Contrary to the narrative that the current death-by-overdose crisis is the result of doctors over prescribing opioids to our patients in pain are the facts. There is no correlation between the number of prescriptions written and a state’s death rate by opioid overdose. Although the District of Columbia had the lowest prescription rate in the nation in 2016 it had the fourth-highest death rate by overdose; Alabama, with the highest prescription rate had an average death rate. In 2016, just fewer than 5 million opioid prescriptions were filled in South Carolina — about 89 opioid prescriptions per 100 persons compared to the national rate of 70 opioid prescriptions per 100 persons — and the death rate due to opioid overdose was under the national average. Why, then, are so many people dying?

As pharmaceutical grade medical opioids became harder to obtain due to regulatory efforts, sales on the “street” and “dark web” spiked. Predictably, as with any prohibited substance, an alternative market materialized to meet the demand. In this black market, however, the drugs are far more dangerous and of dubious composition. Fentanyl and other synthetic opioids tainting fake prescription tablets, with potencies hundreds to tens of thousands of times more powerful than morphine, along with heroin, are being taken by unsuspecting people who then accidentally die. Importantly, the vast majority of those dying are not those for whom the medicine was legitimately prescribed — it is not our original pain patient who typically goes on to use and then die from illicit drugs. They are her friends and relatives who steal the pills or to whom they are being diverted and who statistically are already more likely to be misusing alcohol, cocaine and other drugs. In fact, most “opioid deaths” involve a combination of several drugs and alcohol.

The overdose rate for medically prescribed opioids for acute pain (such as kidney stones or surgery) is less than 1 percent and around 8 percent for long-term, chronic non-cancer pain management in recent very large studies. The vast majority of chronic pain patients use opioid therapy successfully to be able to function in life. It is evident from many sources that restricting prescriptions does not lower overdose death rates but merely pushes non-medical users to more dangerous drugs. Notwithstanding the evidence, our patients, who are being arbitrarily cut off or having doses limited to insufficient levels for their acute and chronic pain in response to these policies will, literally, suffer.

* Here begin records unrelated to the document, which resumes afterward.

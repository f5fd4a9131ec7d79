// aquabulk/core/src/cart.rs

//! Per-buyer carts, mutated independently of inventory until checkout.

use crate::error::{MarketError, MarketResult};
use crate::inventory::validate_quantity;
use crate::model::{CartLine, CartLineView};
use crate::store::MarketStore;
use std::sync::Arc;
use tracing::{info, instrument};
use uuid::Uuid;

#[derive(Clone)]
pub struct CartStore {
  store: Arc<dyn MarketStore>,
}

impl CartStore {
  pub fn new(store: Arc<dyn MarketStore>) -> Self {
    Self { store }
  }

  /// Adds `quantity` of a product, summing with any existing line.
  /// Stock is not checked here; checkout does that under lock.
  #[instrument(name = "CartStore::add", skip(self), err(Display))]
  pub async fn add(&self, buyer_id: Uuid, product_id: Uuid, quantity: i32) -> MarketResult<CartLine> {
    validate_quantity(quantity)?;
    if self.store.find_listing(product_id).await?.is_none() {
      return Err(MarketError::NotFound(format!("Product {} not found.", product_id)));
    }
    let line = self.store.upsert_cart_line(buyer_id, product_id, quantity).await?;
    info!(cart_quantity = line.quantity, "Cart line updated.");
    Ok(line)
  }

  /// Current lines priced at the listings' present prices.
  pub async fn list(&self, buyer_id: Uuid) -> MarketResult<Vec<CartLineView>> {
    self.store.cart_view(buyer_id).await
  }

  /// Removes every line; clearing an empty cart is not an error.
  #[instrument(name = "CartStore::clear", skip(self), err(Display))]
  pub async fn clear(&self, buyer_id: Uuid) -> MarketResult<u64> {
    let removed = self.store.delete_cart(buyer_id).await?;
    info!(removed, "Cart cleared.");
    Ok(removed)
  }
}
// aquabulk/core/src/flow/step.rs
use super::FlowContext;
use std::sync::Arc;

/// Evaluated before a step runs; `true` skips the step.
pub type SkipCondition<TData> = Arc<dyn Fn(FlowContext<TData>) -> bool + Send + Sync + 'static>;

#[derive(Clone)]
pub struct StepDef<T: 'static + Send + Sync> {
  pub name: String,
  pub optional: bool,
  pub skip_if: Option<SkipCondition<T>>,
}

impl<T: 'static + Send + Sync> std::fmt::Debug for StepDef<T> {
  fn fmt(&self, f: &mut std::fmt::Formatter<'_>) -> std::fmt::Result {
    f.debug_struct("StepDef")
      .field("name", &self.name)
      .field("optional", &self.optional)
      .field("skip_if_present", &self.skip_if.is_some())
      .finish()
  }
}
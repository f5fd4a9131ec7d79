use aquabulk::model::Role;
use aquabulk::store::MemoryStore;
use aquabulk::{Flow, FlowContext, FlowError, Listing, Market, StepControl, User};
use criterion::{criterion_group, criterion_main, BenchmarkId, Criterion, Throughput};
use futures_util::future::join_all;
use rust_decimal::Decimal;
use std::sync::Arc;
use tokio::runtime::Runtime;

struct Seeded {
  market: Market,
  buyers: Vec<User>,
  listings: Vec<Listing>,
}

async fn seed(num_buyers: usize, num_listings: usize) -> Seeded {
  let market = Market::in_memory(MemoryStore::new());
  let seller = market
    .accounts
    .register("bench-seller", String::new(), Role::Seller)
    .await
    .unwrap();
  let mut buyers = Vec::with_capacity(num_buyers);
  for i in 0..num_buyers {
    buyers.push(
      market
        .accounts
        .register(&format!("bench-buyer-{}", i), String::new(), Role::Buyer)
        .await
        .unwrap(),
    );
  }
  let mut listings = Vec::with_capacity(num_listings);
  for i in 0..num_listings {
    listings.push(
      market
        .inventory
        .restock(seller.id, &format!("Model-{}", i), Decimal::new(199, 2), i32::MAX / 2)
        .await
        .unwrap(),
    );
  }
  Seeded {
    market,
    buyers,
    listings,
  }
}

fn bench_single_purchase(c: &mut Criterion) {
  let mut group = c.benchmark_group("Purchase");
  let rt = Runtime::new().unwrap();
  let seeded = rt.block_on(seed(1, 1));
  let (buyer, listing) = (seeded.buyers[0].id, seeded.listings[0].id);

  group.throughput(Throughput::Elements(1));
  group.bench_function("uncontended", |b| {
    b.to_async(&rt).iter(|| {
      let engine = seeded.market.engine.clone();
      async move { engine.purchase(buyer, listing, 1).await.unwrap() }
    });
  });
  group.finish();
}

fn bench_contended_purchases(c: &mut Criterion) {
  let mut group = c.benchmark_group("ContendedPurchase");
  let rt = Runtime::new().unwrap();

  for concurrency in [2usize, 8, 32].iter() {
    let seeded = rt.block_on(seed(*concurrency, 1));
    let listing = seeded.listings[0].id;
    let buyers: Arc<Vec<_>> = Arc::new(seeded.buyers.iter().map(|u| u.id).collect());

    group.throughput(Throughput::Elements(*concurrency as u64));
    group.bench_with_input(BenchmarkId::from_parameter(concurrency), concurrency, |b, _| {
      b.to_async(&rt).iter(|| {
        let engine = seeded.market.engine.clone();
        let buyers = buyers.clone();
        async move {
          let tasks = buyers.iter().map(|buyer| {
            let engine = engine.clone();
            let buyer = *buyer;
            tokio::spawn(async move { engine.purchase(buyer, listing, 1).await })
          });
          for joined in join_all(tasks).await {
            joined.unwrap().unwrap();
          }
        }
      });
    });
  }
  group.finish();
}

fn bench_checkout(c: &mut Criterion) {
  let mut group = c.benchmark_group("FillCartAndCheckout");
  let rt = Runtime::new().unwrap();

  for lines in [1usize, 5, 20].iter() {
    let seeded = rt.block_on(seed(1, *lines));
    let buyer = seeded.buyers[0].id;
    let product_ids: Vec<_> = seeded.listings.iter().map(|l| l.id).collect();

    group.throughput(Throughput::Elements(*lines as u64));
    group.bench_with_input(BenchmarkId::from_parameter(lines), lines, |b, _| {
      b.to_async(&rt).iter(|| {
        let market = seeded.market.clone();
        let product_ids = product_ids.clone();
        async move {
          for id in &product_ids {
            market.cart.add(buyer, *id, 1).await.unwrap();
          }
          market.engine.checkout(buyer).await.unwrap()
        }
      });
    });
  }
  group.finish();
}

fn bench_flow_overhead(c: &mut Criterion) {
  let mut group = c.benchmark_group("FlowOverhead");
  let rt = Runtime::new().unwrap();

  let mut flow = Flow::<u64, FlowError>::new(&[("authorize", false, None), ("execute", false, None)]);
  for step in ["authorize", "execute"] {
    flow.on_root(step, |ctx: FlowContext<u64>| async move {
      *ctx.write() += 1;
      Ok::<_, FlowError>(StepControl::Continue)
    });
  }
  let flow = Arc::new(flow);

  group.throughput(Throughput::Elements(1));
  group.bench_function("two_step_flow", |b| {
    b.to_async(&rt).iter_batched(
      || FlowContext::new(0u64),
      |ctx| {
        let flow = flow.clone();
        async move { flow.run(ctx).await.unwrap() }
      },
      criterion::BatchSize::SmallInput,
    );
  });
  group.finish();
}

criterion_group!(
  benches,
  bench_single_purchase,
  bench_contended_purchases,
  bench_checkout,
  bench_flow_overhead
);
criterion_main!(benches);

To be crystal clear, one overdose is a tragedy. However, pinning the blame on legitimate prescriptions for opioids is not evidence based. As doctors, we wholeheartedly support and will participate in professional and public educational efforts, medical alternative therapies for pain, harm reduction efforts and treatment of addiction without stigma or prejudice. However, we believe that the blunt, broad tool of restrictive legislation will not cure the death rate by opioid overdose and is fraught with unintended consequences for our patients. The right medication, in the right dose, for the right duration, for a given condition in an individual patient can only be resolved by the finesse of the doctor-patient relationship.

Marcelo Hochman, M.D., is chairman of the Legislative Committee and president-elect of the Charleston County Medical Society. William Simpson, M.D., is chairman of the Public Health Committee/Opioid Task Force.

3 Responses

  1. Usually when “unintended” consequences arise that are harmful to a group of people, efforts will be made to remedy that! Yet I don’t see this happening for all those whose pain medications were reduced or totally denied!! So now instead of living within the boundaries of our diseases and conditions…we have to live a diminished life within the often small allotment of pain medications we are grudgingly allowed!! Sad state of health care!!

  2. Neither can I.

  3. I just can no longer believe the consequences are “unintended.”